(Stored data)
[Start of section]
//! TerminalRenderer: flushes a framebuffer to a real terminal.
//!
//! The game only redraws after a state change, so each flush is either a full
//! frame (first draw, resize) or the runs of cells that differ from the last one.

use std::io::{self, Write};

use anyhow::Result;

use crossterm::{
    cursor,
    event::{DisableMouseCapture, EnableMouseCapture},
    style::{
        Attribute, Color, Print, ResetColor, SetAttribute, SetBackgroundColor, SetForegroundColor,
    },
    terminal, QueueableCommand,
};

use crate::fb::{CellStyle, FrameBuffer, Rgb};

pub struct TerminalRenderer {
    stdout: io::Stdout,
    last: Option<FrameBuffer>,
    buf: Vec<u8>,
}

impl Default for TerminalRenderer {
    fn default() -> Self {
        Self::new()
    }
}

impl TerminalRenderer {
    pub fn new() -> Self {
        Self {
            stdout: io::stdout(),
            last: None,
            buf: Vec::with_capacity(16 * 1024),
        }
    }

    /// Raw mode, alternate screen, hidden cursor, mouse reporting on.
    pub fn enter(&mut self) -> Result<()> {
        terminal::enable_raw_mode()?;
        self.buf.clear();
        self.buf.queue(terminal::EnterAlternateScreen)?;
        self.buf.queue(cursor::Hide)?;
        self.buf.queue(terminal::DisableLineWrap)?;
        self.buf.queue(EnableMouseCapture)?;
        self.flush_buf()?;
        Ok(())
    }

    /// Undo everything `enter` did.
    pub fn exit(&mut self) -> Result<()> {
        self.buf.clear();
        self.buf.queue(DisableMouseCapture)?;
        self.buf.queue(ResetColor)?;
        self.buf.queue(SetAttribute(Attribute::Reset))?;
        self.buf.queue(terminal::EnableLineWrap)?;
        self.buf.queue(cursor::Show)?;
        self.buf.queue(terminal::LeaveAlternateScreen)?;
        self.flush_buf()?;
        terminal::disable_raw_mode()?;
        Ok(())
    }

    /// Force the next draw to be a full redraw.
    ///
    /// Useful on terminal resize events.
    pub fn invalidate(&mut self) {
        self.last = None;
    }

    /// Draw a framebuffer, swapping it into internal state.
    ///
    /// Callers keep one `FrameBuffer` and pass it in every frame. The renderer
    /// diffs against the previous frame and swaps buffers, so the caller gets
    /// the old one back for reuse.
    pub fn draw_swap(&mut self, fb: &mut FrameBuffer) -> Result<()> {
        self.buf.clear();
        let mut prev = match self.last.take() {
            Some(prev) if prev.width() == fb.width() && prev.height() == fb.height() => {
                encode_diff_into(&prev, fb, &mut self.buf)?;
                prev
            }
            _ => {
                encode_full_into(fb, &mut self.buf)?;
                FrameBuffer::new(fb.width(), fb.height())
            }
        };
        self.flush_buf()?;

        std::mem::swap(&mut prev, fb);
        self.last = Some(prev);
        Ok(())
    }

    fn flush_buf(&mut self) -> Result<()> {
        self.stdout.write_all(&self.buf)?;
        self.stdout.flush()?;
        Ok(())
    }
}

/// Encode a full-frame redraw into `out`.
///
/// This builds a sequence of crossterm commands without writing to stdout.
pub fn encode_full_into(fb: &FrameBuffer, out: &mut Vec<u8>) -> Result<()> {
    out.queue(terminal::Clear(terminal::ClearType::All))?;

    let mut pen = Pen::default();
    for y in 0..fb.height() {
        // Every row is positioned on its own so a wide glyph can't shift the next one.
        pen.write_run(out, fb, 0, y, fb.width())?;
    }
    finish(out)
}

/// Encode only the cells that differ between two frames into `out`.
///
/// Both framebuffers must have the same dimensions.
pub fn encode_diff_into(prev: &FrameBuffer, next: &FrameBuffer, out: &mut Vec<u8>) -> Result<()> {
    let mut pen = Pen::default();
    for (x, y, len) in changed_runs(prev, next) {
        pen.write_run(out, next, x, y, len)?;
    }
    finish(out)
}

fn finish(out: &mut Vec<u8>) -> Result<()> {
    out.queue(ResetColor)?;
    out.queue(SetAttribute(Attribute::Reset))?;
    Ok(())
}

impl From<Rgb> for Color {
    fn from(rgb: Rgb) -> Self {
        Color::Rgb {
            r: rgb.r,
            g: rgb.g,
            b: rgb.b,
        }
    }
}

/// The style the terminal is currently drawing with, so that switching styles
/// only sends what changed.
#[derive(Debug, Default)]
struct Pen {
    style: Option<CellStyle>,
}

impl Pen {
    fn write_run(
        &mut self,
        out: &mut Vec<u8>,
        fb: &FrameBuffer,
        x: u16,
        y: u16,
        len: u16,
    ) -> Result<()> {
        out.queue(cursor::MoveTo(x, y))?;
        for cx in x..x + len {
            let cell = fb.get(cx, y).unwrap_or_default();
            self.set_style(out, cell.style)?;
            out.queue(Print(cell.ch))?;
        }
        Ok(())
    }

    fn set_style(&mut self, out: &mut Vec<u8>, style: CellStyle) -> Result<()> {
        let Some(prev) = self.style.replace(style) else {
            return write_style(out, style);
        };
        if prev == style {
            return Ok(());
        }
        // SGR reset also drops both colors.
        if prev.bold != style.bold || prev.dim != style.dim {
            return write_style(out, style);
        }
        if prev.fg != style.fg {
            out.queue(SetForegroundColor(style.fg.into()))?;
        }
        if prev.bg != style.bg {
            out.queue(SetBackgroundColor(style.bg.into()))?;
        }
        Ok(())
    }
}

fn write_style(out: &mut Vec<u8>, style: CellStyle) -> Result<()> {
    out.queue(SetAttribute(Attribute::Reset))?;
    if style.bold {
        out.queue(SetAttribute(Attribute::Bold))?;
    }
    if style.dim {
        out.queue(SetAttribute(Attribute::Dim))?;
    }
    out.queue(SetForegroundColor(style.fg.into()))?;
    out.queue(SetBackgroundColor(style.bg.into()))?;
    Ok(())
}

/// Horizontal runs `(x, y, len)` of cells that differ, top to bottom.
fn changed_runs<'a>(
    prev: &'a FrameBuffer,
    next: &'a FrameBuffer,
) -> impl Iterator<Item = (u16, u16, u16)> + 'a {
    let w = next.width();
    (0..next.height()).flat_map(move |y| {
        let differs = move |x: u16| prev.get(x, y) != next.get(x, y);
        let mut x = 0;
        std::iter::from_fn(move || {
            while x < w && !differs(x) {
                x += 1;
            }
            if x == w {
                return None;
            }
            let start = x;
            while x < w && differs(x) {
                x += 1;
            }
            Some((start, y, x - start))
        })
    })
}
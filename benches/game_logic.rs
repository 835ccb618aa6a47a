use criterion::{black_box, criterion_group, criterion_main, Criterion};
use queen_step::core::{legal_moves_from, BoardSize, GameState};
use queen_step::term::{FrameBuffer, GameView, Viewport};
use queen_step::types::Square;

fn bench_legal_moves(c: &mut Criterion) {
    let size = BoardSize::new(20).unwrap();

    c.bench_function("legal_moves_center", |b| {
        b.iter(|| legal_moves_from(size, black_box(Square::new(0, 0)), black_box(Square::new(10, 10))))
    });
}

fn bench_attempt_move(c: &mut Criterion) {
    let mut state = GameState::new(BoardSize::new(20).unwrap(), 12345);

    c.bench_function("attempt_move", |b| {
        b.iter(|| {
            let target = state.legal_moves()[0];
            state.attempt_move(black_box(target));
        })
    });
}

fn bench_randomize(c: &mut Criterion) {
    let mut state = GameState::new(BoardSize::new(20).unwrap(), 12345);

    c.bench_function("randomize_queen_and_block", |b| {
        b.iter(|| {
            state.randomize_queen();
            state.randomize_block();
        })
    });
}

fn bench_render(c: &mut Criterion) {
    let state = GameState::new(BoardSize::new(20).unwrap(), 12345);
    let snap = state.snapshot();
    let view = GameView::default();
    let vp = Viewport::new(120, 48);
    let mut fb = FrameBuffer::new(vp.width, vp.height);

    c.bench_function("render_20x20", |b| {
        b.iter(|| view.render_into(Some(black_box(&snap)), None, vp, &mut fb))
    });
}

criterion_group!(
    benches,
    bench_legal_moves,
    bench_attempt_move,
    bench_randomize,
    bench_render
);
criterion_main!(benches);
[End of section]
EXERCISE PROMPT: The line containing "repository 835ccb618aa6a47a" marks the start; retype it and each line after it through the end of the records above, exactly.

EXERCISE RESULT:
repository 835ccb618aa6a47a
use criterion::{black_box, criterion_group, criterion_main, Criterion};
use queen_step::core::{legal_moves_from, BoardSize, GameState};
use queen_step::term::{FrameBuffer, GameView, Viewport};
use queen_step::types::Square;

fn bench_legal_moves(c: &mut Criterion) {
    let size = BoardSize::new(20).unwrap();

    c.bench_function("legal_moves_center", |b| {
        b.iter(|| legal_moves_from(size, black_box(Square::new(0, 0)), black_box(Square::new(10, 10))))
    });
}

fn bench_attempt_move(c: &mut Criterion) {
    let mut state = GameState::new(BoardSize::new(20).unwrap(), 12345);

    c.bench_function("attempt_move", |b| {
        b.iter(|| {
            let target = state.legal_moves()[0];
            state.attempt_move(black_box(target));
        })
    });
}

fn bench_randomize(c: &mut Criterion) {
    let mut state = GameState::new(BoardSize::new(20).unwrap(), 12345);

    c.bench_function("randomize_queen_and_block", |b| {
        b.iter(|| {
            state.randomize_queen();
            state.randomize_block();
        })
    });
}

fn bench_render(c: &mut Criterion) {
    let state = GameState::new(BoardSize::new(20).unwrap(), 12345);
    let snap = state.snapshot();
    let view = GameView::default();
    let vp = Viewport::new(120, 48);
    let mut fb = FrameBuffer::new(vp.width, vp.height);

    c.bench_function("render_20x20", |b| {
        b.iter(|| view.render_into(Some(black_box(&snap)), None, vp, &mut fb))
    });
}

criterion_group!(
    benches,
    bench_legal_moves,
    bench_attempt_move,
    bench_randomize,
    bench_render
);
criterion_main!(benches);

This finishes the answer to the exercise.